# [Your objective]
A line containing "Enable verbose output" appears in the material below. Return exactly every line from the first through that one, and only those.

# [Records for the exercise]
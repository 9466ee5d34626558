//! CLI argument definitions using clap derive API

use clap::{Args, Parser, Subcommand, ValueEnum};
use std::path::PathBuf;

/// dbu - upgrade the databases of a Syncwerk server installation
#[derive(Parser, Debug)]
#[command(name = "dbu")]
#[command(author, version, about, long_about = None)]
pub struct Cli {
    /// Global options
    #[command(flatten)]
    pub global: GlobalArgs,

    /// Subcommand to execute
    #[command(subcommand)]
    pub command: Commands,
}

/// Installation layout, shared by all commands
#[derive(Args, Debug, Clone, Default)]
pub struct GlobalArgs {
    /// Enable verbose output
    #[arg(short, long, global = true)]
    pub verbose: bool,

    /// Directory holding the `sql/` script tree (default: directory of this executable)
    #[arg(long, global = true, env = "SYNCWERK_UPGRADE_DIR")]
    pub upgrade_dir: Option<PathBuf>,

    /// ccnet data directory
    #[arg(long, global = true, env = "CCNET_CONF_DIR")]
    pub ccnet_dir: Option<PathBuf>,

    /// syncwerk data directory
    #[arg(long, global = true, env = "SYNCWERK_CONF_DIR")]
    pub syncwerk_dir: Option<PathBuf>,

    /// Central config directory used from 5.0.0 on
    #[arg(long, global = true, env = "SYNCWERK_CENTRAL_CONF_DIR")]
    pub central_config_dir: Option<PathBuf>,
}

/// Available subcommands
#[derive(Subcommand, Debug)]
pub enum Commands {
    /// Apply the upgrade scripts for a server version
    Migrate(MigrateArgs),

    /// Show which database backend would be upgraded
    Detect(DetectArgs),

    /// Move ccnet.conf, server.conf and restapi.conf into the central config directory
    RelocateConfig(RelocateArgs),
}

/// Arguments for the migrate command
#[derive(Args, Debug)]
pub struct MigrateArgs {
    /// Server version being upgraded to, e.g. 5.0.0
    #[arg(value_name = "TARGET_VERSION")]
    pub version: String,

    /// Abort on the first failing statement on MySQL too
    #[arg(long)]
    pub strict: bool,

    /// List the scripts that would run without touching any database
    #[arg(long)]
    pub dry_run: bool,

    /// Move legacy config into the central config directory before upgrading
    #[arg(long, conflicts_with = "dry_run")]
    pub relocate_config: bool,

    /// Output format
    #[arg(short, long, value_enum, default_value = "text")]
    pub output: OutputFormat,
}

/// Arguments for the detect command
#[derive(Args, Debug)]
pub struct DetectArgs {
    /// Server version whose config layout is inspected
    #[arg(value_name = "TARGET_VERSION")]
    pub version: String,

    /// Output format
    #[arg(short, long, value_enum, default_value = "text")]
    pub output: OutputFormat,
}

/// Arguments for the relocate-config command
#[derive(Args, Debug)]
pub struct RelocateArgs {
    /// Output format
    #[arg(short, long, value_enum, default_value = "text")]
    pub output: OutputFormat,
}

/// Output formats
#[derive(ValueEnum, Debug, Clone, Copy, PartialEq, Eq)]
pub enum OutputFormat {
    /// Human-readable lines
    Text,
    /// JSON document on stdout
    Json,
}

#[cfg(test)]
#[path = "cli_test.rs"]
mod tests;
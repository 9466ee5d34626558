//! CLI integration tests
//!
//! Runs the `dbu` binary against throwaway embedded installations.

use std::path::PathBuf;
use std::process::{Command, Output};
use tempfile::TempDir;

const ENV_VARS: [&str; 5] = [
    "SYNCWERK_UPGRADE_DIR",
    "CCNET_CONF_DIR",
    "SYNCWERK_CONF_DIR",
    "SYNCWERK_CENTRAL_CONF_DIR",
    "SYNCWERK_SKIP_DB_UPGRADE",
];

/// Path to the compiled dbu binary (resolved at compile time)
fn dbu_bin() -> String {
    env!("CARGO_BIN_EXE_dbu").to_string()
}

struct Installation {
    dir: TempDir,
}

impl Installation {
    fn embedded() -> Self {
        let dir = tempfile::tempdir().unwrap();
        for sub in ["top/server/upgrade/sql", "ccnet", "data", "conf"] {
            std::fs::create_dir_all(dir.path().join(sub)).unwrap();
        }
        let conf = dir.path().join("conf");
        std::fs::write(conf.join("ccnet.conf"), "[General]\nSERVICE_URL = http://localhost\n").unwrap();
        std::fs::write(conf.join("server.conf"), "[fileserver]\nport = 8082\n").unwrap();
        std::fs::write(
            conf.join("restapi.conf"),
            "[database]\nENGINE = django.db.backends.sqlite3\n",
        )
        .unwrap();
        Self { dir }
    }

    /// Pre-5.0 layout with every config next to its subsystem's data
    fn legacy() -> Self {
        let dir = tempfile::tempdir().unwrap();
        for sub in ["top/server/upgrade/sql", "ccnet", "data"] {
            std::fs::create_dir_all(dir.path().join(sub)).unwrap();
        }
        std::fs::write(dir.path().join("ccnet/ccnet.conf"), "[General]\nSERVICE_URL = http://localhost\n").unwrap();
        std::fs::write(dir.path().join("data/server.conf"), "[fileserver]\nport = 8082\n").unwrap();
        std::fs::write(
            dir.path().join("top/restapi.conf"),
            "[database]\nENGINE = django.db.backends.sqlite3\n",
        )
        .unwrap();
        Self { dir }
    }

    fn path(&self, relative: &str) -> PathBuf {
        self.dir.path().join(relative)
    }

    fn script(&self, relative: &str, sql: &str) {
        let path = self.path("top/server/upgrade/sql").join(relative);
        std::fs::create_dir_all(path.parent().unwrap()).unwrap();
        std::fs::write(path, sql).unwrap();
    }

    /// Command with the installation passed through environment variables
    fn command(&self) -> Command {
        let mut cmd = Command::new(dbu_bin());
        for var in ENV_VARS {
            cmd.env_remove(var);
        }
        cmd.env("SYNCWERK_UPGRADE_DIR", self.path("top/server/upgrade"))
            .env("CCNET_CONF_DIR", self.path("ccnet"))
            .env("SYNCWERK_CONF_DIR", self.path("data"))
            .env("SYNCWERK_CENTRAL_CONF_DIR", self.path("conf"));
        cmd
    }

    fn run(&self, args: &[&str]) -> Output {
        self.command()
            .args(args)
            .output()
            .expect("Failed to run dbu")
    }
}

fn stdout(output: &Output) -> String {
    String::from_utf8_lossy(&output.stdout).into_owned()
}

fn stderr(output: &Output) -> String {
    String::from_utf8_lossy(&output.stderr).into_owned()
}

// ── dbu migrate ────────────────────────────────────────────────────────

#[test]
fn test_migrate_embedded_installation() {
    let install = Installation::embedded();
    install.script(
        "5.0.0/sqlite3/syncwerk.sql",
        "CREATE TABLE IF NOT EXISTS RepoInfo (repo_id TEXT);",
    );

    let output = install.run(&["migrate", "5.0.0"]);

    assert!(
        output.status.success(),
        "migrate should succeed.\nstdout: {}\nstderr: {}",
        stdout(&output),
        stderr(&output)
    );
    assert!(stdout(&output).contains("Database upgrade to 5.0.0 (SQLite3) applied 1 script(s)"));
    assert!(stderr(&output).contains("updating syncwerk database..."));
    assert!(install.path("data/syncwerk.db").exists());
}

#[test]
fn test_migrate_without_scripts_succeeds() {
    let install = Installation::embedded();

    let output = install.run(&["migrate", "5.0.0"]);

    assert!(output.status.success(), "stderr: {}", stderr(&output));
    assert!(stdout(&output).contains("applied 0 script(s)"));
    assert!(!install.path("ccnet/ccnet.db").exists());
}

#[test]
fn test_migrate_failure_exits_with_one() {
    let install = Installation::embedded();
    install.script(
        "5.0.0/sqlite3/ccnet.sql",
        "ALTER TABLE Missing ADD COLUMN x INTEGER;",
    );

    let output = install.run(&["migrate", "5.0.0"]);

    assert_eq!(output.status.code(), Some(1));
    let err = stderr(&output);
    assert!(err.contains("Database upgrade to 5.0.0 failed"), "stderr: {err}");
    assert!(err.contains("[U002]"), "stderr: {err}");
}

#[test]
fn test_migrate_failure_json() {
    let install = Installation::embedded();
    install.script(
        "5.0.0/sqlite3/ccnet.sql",
        "ALTER TABLE Missing ADD COLUMN x INTEGER;",
    );

    let output = install.run(&["migrate", "5.0.0", "--output", "json"]);

    assert_eq!(output.status.code(), Some(1));
    let json: serde_json::Value = serde_json::from_str(&stdout(&output)).unwrap();
    assert_eq!(json["status"], "failed");
    assert_eq!(json["version"], "5.0.0");
}

#[test]
fn test_migrate_dry_run_json() {
    let install = Installation::embedded();
    install.script("5.0.0/sqlite3/ccnet.sql", "CREATE TABLE LDAPConfig (cfg_group TEXT);");

    let output = install.run(&["migrate", "5.0.0", "--dry-run", "--output", "json"]);

    assert!(output.status.success(), "stderr: {}", stderr(&output));
    let json: serde_json::Value = serde_json::from_str(&stdout(&output)).unwrap();
    assert_eq!(json["dry_run"], true);
    assert_eq!(json["backend"], "embedded");
    assert_eq!(json["outcomes"][0]["target"], "ccnet");
    assert_eq!(json["outcomes"][0]["status"], "planned");
    assert!(!install.path("ccnet/ccnet.db").exists());
}

#[test]
fn test_skip_flag_short_circuits() {
    let install = Installation::embedded();
    install.script(
        "5.0.0/sqlite3/ccnet.sql",
        "ALTER TABLE Missing ADD COLUMN x INTEGER;",
    );

    let output = install
        .command()
        .env("SYNCWERK_SKIP_DB_UPGRADE", "on")
        .args(["migrate", "5.0.0"])
        .output()
        .expect("Failed to run dbu");

    assert!(output.status.success(), "stderr: {}", stderr(&output));
    assert!(stdout(&output)
        .contains("Database upgrade skipped because SYNCWERK_SKIP_DB_UPGRADE=on"));
    assert!(!install.path("ccnet/ccnet.db").exists());
}

#[test]
fn test_missing_ccnet_dir_is_fatal() {
    let install = Installation::embedded();

    let output = install
        .command()
        .env_remove("CCNET_CONF_DIR")
        .args(["migrate", "5.0.0"])
        .output()
        .expect("Failed to run dbu");

    assert_eq!(output.status.code(), Some(1));
    assert!(stderr(&output).contains("CCNET_CONF_DIR"));
}

#[test]
fn test_invalid_version_is_fatal() {
    let install = Installation::embedded();

    let output = install.run(&["migrate", "five"]);

    assert_eq!(output.status.code(), Some(1));
    assert!(stderr(&output).contains("[C006]"));
}

#[test]
fn test_migrate_relocates_legacy_config() {
    let install = Installation::legacy();
    install.script("5.0.0/sqlite3/ccnet.sql", "CREATE TABLE LDAPConfig (cfg_group TEXT);");

    let output = install.run(&["migrate", "5.0.0", "--relocate-config"]);

    assert!(output.status.success(), "stderr: {}", stderr(&output));
    let out = stdout(&output);
    assert!(out.contains("moved"), "stdout: {out}");
    assert!(out.contains("Database upgrade to 5.0.0 (SQLite3) applied 1 script(s)"));
    assert!(install.path("conf/server.conf").is_file());
    assert!(install.path("ccnet/ccnet.db").exists());
}

// ── dbu relocate-config ────────────────────────────────────────────────

#[test]
fn test_relocate_config_json_then_rerun() {
    let install = Installation::legacy();

    let output = install.run(&["relocate-config", "--output", "json"]);

    assert!(output.status.success(), "stderr: {}", stderr(&output));
    let json: serde_json::Value = serde_json::from_str(&stdout(&output)).unwrap();
    assert_eq!(json["status"], "moved");
    assert_eq!(json["files"].as_array().unwrap().len(), 3);
    let stub = std::fs::read_to_string(install.path("data/server.conf")).unwrap();
    assert!(stub.starts_with("# This file has been moved to"), "stub: {stub}");

    let rerun = install.run(&["relocate-config"]);
    assert!(rerun.status.success(), "stderr: {}", stderr(&rerun));
    assert!(stdout(&rerun).contains("Config already relocated"));
}

#[test]
fn test_relocate_config_with_missing_file_fails() {
    let install = Installation::legacy();
    std::fs::remove_file(install.path("data/server.conf")).unwrap();

    let output = install.run(&["relocate-config"]);

    assert_eq!(output.status.code(), Some(1));
    assert!(stderr(&output).contains("[C001]"), "stderr: {}", stderr(&output));
    assert!(!install.path("conf").exists());
}

// ── dbu detect ─────────────────────────────────────────────────────────

#[test]
fn test_detect_reports_backend() {
    let install = Installation::embedded();

    let output = install.run(&["detect", "5.0.0", "--output", "json"]);

    assert!(output.status.success(), "stderr: {}", stderr(&output));
    let json: serde_json::Value = serde_json::from_str(&stdout(&output)).unwrap();
    assert_eq!(json["backend"], "embedded");
    assert!(json["configs"]["ccnet"]
        .as_str()
        .unwrap()
        .ends_with("ccnet.conf"));
    assert!(json["connections"].as_object().unwrap().is_empty());
}
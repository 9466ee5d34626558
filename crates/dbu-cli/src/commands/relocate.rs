//! Relocate-config command implementation
//!
//! Moves legacy config files into the central config directory without
//! touching any database.

use anyhow::{Context, Result};
use dbu_upgrade::{ConfigRelocator, LivenessGuard, RelocationOutcome};

use crate::cli::{GlobalArgs, OutputFormat, RelocateArgs};
use crate::context::build_environment;

/// Execute the relocate-config command
pub(crate) async fn execute(args: &RelocateArgs, global: &GlobalArgs) -> Result<()> {
    let env = build_environment(global)?;
    LivenessGuard::new(&env).ensure_not_running().await?;

    let relocator = ConfigRelocator::new(&env);
    let outcome = relocator
        .relocate()
        .with_context(|| format!("Failed to move config to {}", relocator.destination().display()))?;

    match args.output {
        OutputFormat::Json => {
            let json = serde_json::to_string_pretty(&outcome)
                .context("Failed to serialize relocation result")?;
            println!("{json}");
        }
        OutputFormat::Text => match &outcome {
            RelocationOutcome::Moved { files } => {
                for moved in files {
                    println!("  moved {} to {}", moved.from.display(), moved.to.display());
                }
                println!("Moved {} config file(s) to {}", files.len(), relocator.destination().display());
            }
            RelocationOutcome::AlreadyRelocated { stub } => {
                println!("Config already relocated ({} is a stub)", stub.display());
            }
        },
    }
    Ok(())
}
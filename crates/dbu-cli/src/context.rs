//! Runtime context for CLI commands

use anyhow::{Context, Result};
use dbu_core::{CoreError, EnvironmentContext};
use std::path::PathBuf;

use crate::cli::GlobalArgs;

/// Build the installation layout from global arguments.
///
/// The ccnet and syncwerk directories are mandatory. Without an explicit
/// upgrade directory the directory of the running executable is used, the
/// same place the packaged scripts ship.
pub(crate) fn build_environment(global: &GlobalArgs) -> Result<EnvironmentContext> {
    let upgrade_dir = match &global.upgrade_dir {
        Some(dir) => dir.clone(),
        None => executable_dir()?,
    };
    let ccnet_dir = required(&global.ccnet_dir, "CCNET_CONF_DIR", "--ccnet-dir")?;
    let syncwerk_dir = required(&global.syncwerk_dir, "SYNCWERK_CONF_DIR", "--syncwerk-dir")?;

    let env = EnvironmentContext::new(
        upgrade_dir,
        ccnet_dir,
        syncwerk_dir,
        global.central_config_dir.clone(),
    );
    log::debug!("Upgrade scripts: {}", env.sql_dir().display());
    Ok(env)
}

fn required(value: &Option<PathBuf>, var: &str, flag: &str) -> Result<PathBuf> {
    value.clone().ok_or_else(|| {
        CoreError::MissingEnvironment {
            name: var.to_string(),
            reason: format!("set it or pass {flag}"),
        }
        .into()
    })
}

fn executable_dir() -> Result<PathBuf> {
    let exe = std::env::current_exe().context("Failed to locate the running executable")?;
    exe.parent()
        .map(|p| p.to_path_buf())
        .with_context(|| format!("Executable {} has no parent directory", exe.display()))
}

#[cfg(test)]
#[path = "context_test.rs"]
mod tests;
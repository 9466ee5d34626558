//! CLI command implementations

pub(crate) mod common;
pub(crate) mod detect;
pub(crate) mod migrate;
pub(crate) mod relocate;
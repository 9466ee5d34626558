//! Moving product config into the central config directory.
//!
//! From 5.0.0 on the server reads `ccnet.conf`, `server.conf` and
//! `restapi.conf` from one central directory. Installations upgraded from an
//! older release still keep them next to each subsystem's data. Relocation
//! copies every file to the central directory and overwrites the old copy
//! with a one-line stub pointing at the new location.

use crate::error::{UpgradeError, UpgradeResult};
use dbu_core::{ConfigLayout, CoreError, EnvironmentContext, Subsystem};
use serde::Serialize;
use std::path::{Path, PathBuf};

/// Text every stub contains; a config holding it has already been moved
pub const MOVED_MARKER: &str = "This file has been moved";

/// Directory created under `top_dir` when no central directory is configured
const DEFAULT_CENTRAL_DIR_NAME: &str = "conf";

/// One config file copied to the central directory
#[derive(Debug, Clone, PartialEq, Eq, Serialize)]
pub struct MovedConfig {
    pub from: PathBuf,
    pub to: PathBuf,
}

/// Result of a relocation
#[derive(Debug, Clone, PartialEq, Eq, Serialize)]
#[serde(tag = "status", rename_all = "snake_case")]
pub enum RelocationOutcome {
    Moved { files: Vec<MovedConfig> },
    /// A stub was found, nothing was touched
    AlreadyRelocated { stub: PathBuf },
}

pub struct ConfigRelocator<'a> {
    env: &'a EnvironmentContext,
}

impl<'a> ConfigRelocator<'a> {
    pub fn new(env: &'a EnvironmentContext) -> Self {
        Self { env }
    }

    /// Central directory the configs end up in
    pub fn destination(&self) -> PathBuf {
        self.env
            .central_config_dir
            .clone()
            .unwrap_or_else(|| self.env.top_dir.join(DEFAULT_CENTRAL_DIR_NAME))
    }

    /// Legacy location of each config file
    pub fn sources(&self) -> Vec<PathBuf> {
        Subsystem::CONFIGURED
            .iter()
            .map(|&subsystem| {
                let dir = match subsystem {
                    Subsystem::Ccnet => &self.env.ccnet_dir,
                    Subsystem::Syncwerk => &self.env.syncwerk_dir,
                    Subsystem::Restapi | Subsystem::Syncwevents => &self.env.top_dir,
                };
                dir.join(ConfigLayout::for_subsystem(subsystem).file_name)
            })
            .collect()
    }

    /// Copy every legacy config to the central directory and leave stubs.
    ///
    /// All sources must exist before anything is written. If any of them is
    /// already a stub the installation counts as relocated and is left alone.
    pub fn relocate(&self) -> UpgradeResult<RelocationOutcome> {
        let sources = self.sources();
        let mut contents = Vec::with_capacity(sources.len());
        for source in &sources {
            if !source.is_file() {
                return Err(CoreError::ConfigMissing {
                    path: source.display().to_string(),
                }
                .into());
            }
            let text = std::fs::read_to_string(source).map_err(|e| io_error(source, e))?;
            if text.contains(MOVED_MARKER) {
                log::info!("{} has already been moved, skipping relocation", source.display());
                return Ok(RelocationOutcome::AlreadyRelocated {
                    stub: source.clone(),
                });
            }
            contents.push(text);
        }

        let destination = self.destination();
        std::fs::create_dir_all(&destination).map_err(|e| io_error(&destination, e))?;

        let mut files = Vec::with_capacity(sources.len());
        for (source, text) in sources.into_iter().zip(contents) {
            let Some(name) = source.file_name() else {
                continue;
            };
            let target = destination.join(name);
            std::fs::write(&target, text).map_err(|e| io_error(&target, e))?;
            let stub = format!(
                "# {MOVED_MARKER} to {} in syncwerk 5.0.0\n",
                target.display()
            );
            std::fs::write(&source, stub).map_err(|e| io_error(&source, e))?;
            log::info!("moved {} to {}", source.display(), target.display());
            files.push(MovedConfig {
                from: source,
                to: target,
            });
        }

        Ok(RelocationOutcome::Moved { files })
    }
}

fn io_error(path: &Path, err: std::io::Error) -> UpgradeError {
    UpgradeError::Io {
        path: path.display().to_string(),
        message: err.to_string(),
    }
}

#[cfg(test)]
#[path = "relocate_test.rs"]
mod tests;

# [Result of the exercise]
repository 9466ee5d34626558
//! CLI argument definitions using clap derive API

use clap::{Args, Parser, Subcommand, ValueEnum};
use std::path::PathBuf;

/// dbu - upgrade the databases of a Syncwerk server installation
#[derive(Parser, Debug)]
#[command(name = "dbu")]
#[command(author, version, about, long_about = None)]
pub struct Cli {
    /// Global options
    #[command(flatten)]
    pub global: GlobalArgs,

    /// Subcommand to execute
    #[command(subcommand)]
    pub command: Commands,
}

/// Installation layout, shared by all commands
#[derive(Args, Debug, Clone, Default)]
pub struct GlobalArgs {
    /// Enable verbose output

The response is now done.